I take a deep breath. I’ve been here before. But it wasn’t easy the first time around, and it isn’t this time, either. I turn to her in the car. We’re on the A1, coming back from her place. It feels like as good a time as any.

“I don’t identify as a woman.” There’s a pause as it sinks in. I see her brow knit. I’ve definitely been here before. She looks at me then and asks, horrified, if I’m going to ‘turn into a man’. I explain softly that no, I’m not going to turn into a man, I just don’t identify as a woman. I feel no connection with the gender I was assigned, but I don’t feel drawn to the male gender, either. I just didn’t know what I was.
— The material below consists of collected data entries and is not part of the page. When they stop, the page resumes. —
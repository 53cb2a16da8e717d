use std::num::NonZeroU32;
use std::time::Duration;

/// Base URL of the target shop service.
pub const DEFAULT_BASE_URL: &str = "http://localhost:8080";

/// Credentials every virtual user authenticates with.
pub const DEFAULT_USERNAME: &str = "loadtest";
pub const DEFAULT_PASSWORD: &str = "testpass";

/// Item bought on every iteration.
pub const BUY_ITEM: &str = "test-item";

/// Recipient and amount for the per-iteration coin transfer.
pub const TRANSFER_RECIPIENT: &str = "recipient";
pub const TRANSFER_AMOUNT: NonZeroU32 = unsafe { NonZeroU32::new_unchecked(100) };

/// Attempt budget for the setup handshake.
pub const SETUP_ATTEMPTS: u32 = 5;

/// Delay between failed setup attempts.
pub const SETUP_RETRY_DELAY: Duration = Duration::from_secs(5);

/// Pause after each iteration batch.
pub const ITERATION_PAUSE: Duration = Duration::from_secs(1);

/// The default latency threshold: p99.99 under 50ms.
pub const LATENCY_QUANTILE: f64 = 0.9999;
pub const LATENCY_LIMIT: Duration = Duration::from_millis(50);

/// The default failure-rate threshold: under 0.01% of requests failed.
pub const FAILURE_RATE_LIMIT: f64 = 0.0001;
Uh, no. She says, with an indignant tone – I am a lesbian, I sleep with women, therefore you are a woman. She turns back to the wheel.

This was my second coming out. Admittedly my ex-partner reacted a lot better than my mother did eight years prior when, caught having an argument on the phone with a supposed friend who subsequently outed me to the entire school, I had to own up. I’d asked a girl out at school. I was gay.
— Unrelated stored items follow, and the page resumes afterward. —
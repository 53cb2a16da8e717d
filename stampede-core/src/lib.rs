mod config;
mod constants;
mod data;
mod plan;

pub use config::*;
pub use constants::*;
pub use data::*;
pub use plan::*;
How, then, does a person go from being ‘gay’, to gender-free? Isn’t that a contradiction? Because surely a lesbian is a woman who sleeps with other women and it’s as simple as that.

I’d like to say that my coming to terms with my gender identity (or, non-identity?) was the result of me simply awakening one morning, having a sudden epiphany and declaring, ‘This is bullshit.’ But, no.

Honestly, the more I scrutinize my life and childhood, the more obvious it becomes that this was a journey I began as soon as I was able to grasp the fact that there were ‘boys’, and there were ‘girls’. I was fine with that, but I wasn’t interested in being one of them, and it never occurred to me that I had to be until much later. I remember clearly that even as I was just beyond half-way to double digits, I was making friends with all the prettiest girls in the class. I remember the awestruck admiration I’d have for attractive adult females. I befriended boys, too. Wasn’t so important to me that they were pretty.

I resented my mother’s efforts to put me in dresses, but had little interest in sharing my father’s passion for football. In my adult life I’d share his interest in politics. I’d join boxing classes. I’d invest in a sewing machine. I’d grow my hair out. I’d date a lot of girls, and a few boys. And through it all, I’d endure a constant feeling of vague alienation from the people and culture surrounding me.

A big part of my finding my gender queer identity was falling in love with feminism. Although I’ve always called myself feminist, it’s only truly over the last couple of years that I’ve educated myself in feminist issues, and I mostly did this through feminist writing on the internet. And in these writings I found the questions I had asked throughout my childhood and young adulthood both asked and answered. Feminism had the same disdain for this whole gender thing that I did. More importantly, feminism gave me a term for myself.

Over time I’d become more confident in my gender identity, and I would refer to myself less as gay.

The more I learned, however, the more questions I needed to find an answer for. I was born female. I can’t deny my biology, surely. Am I deluding myself? Am I insulting transgender people by essentially identifying as one of their community, while rarely having to face the same discrimination they do because I appear to be a cisgender woman? And if I do not identify as a woman, can I call myself a feminist?

I can’t answer all of these questions. Not yet, anyway. But I know that how I identify has no bearing upon the prejudices of others. No person may choose how they are discriminated against. I am gender free. But this, my breasts do not recognise. Nor my hips, or my hands, or the rounded curve of my face. I have been insulted, patronized, harassed, and assaulted as a woman, because this is what I will always be to the eyes of others. And so this is my place in feminism, that while I remain a genderless mind in a body automatically gendered by society, I am subjected to everything any woman is. I am wronged in all the same ways. This is how I am a gender free feminist.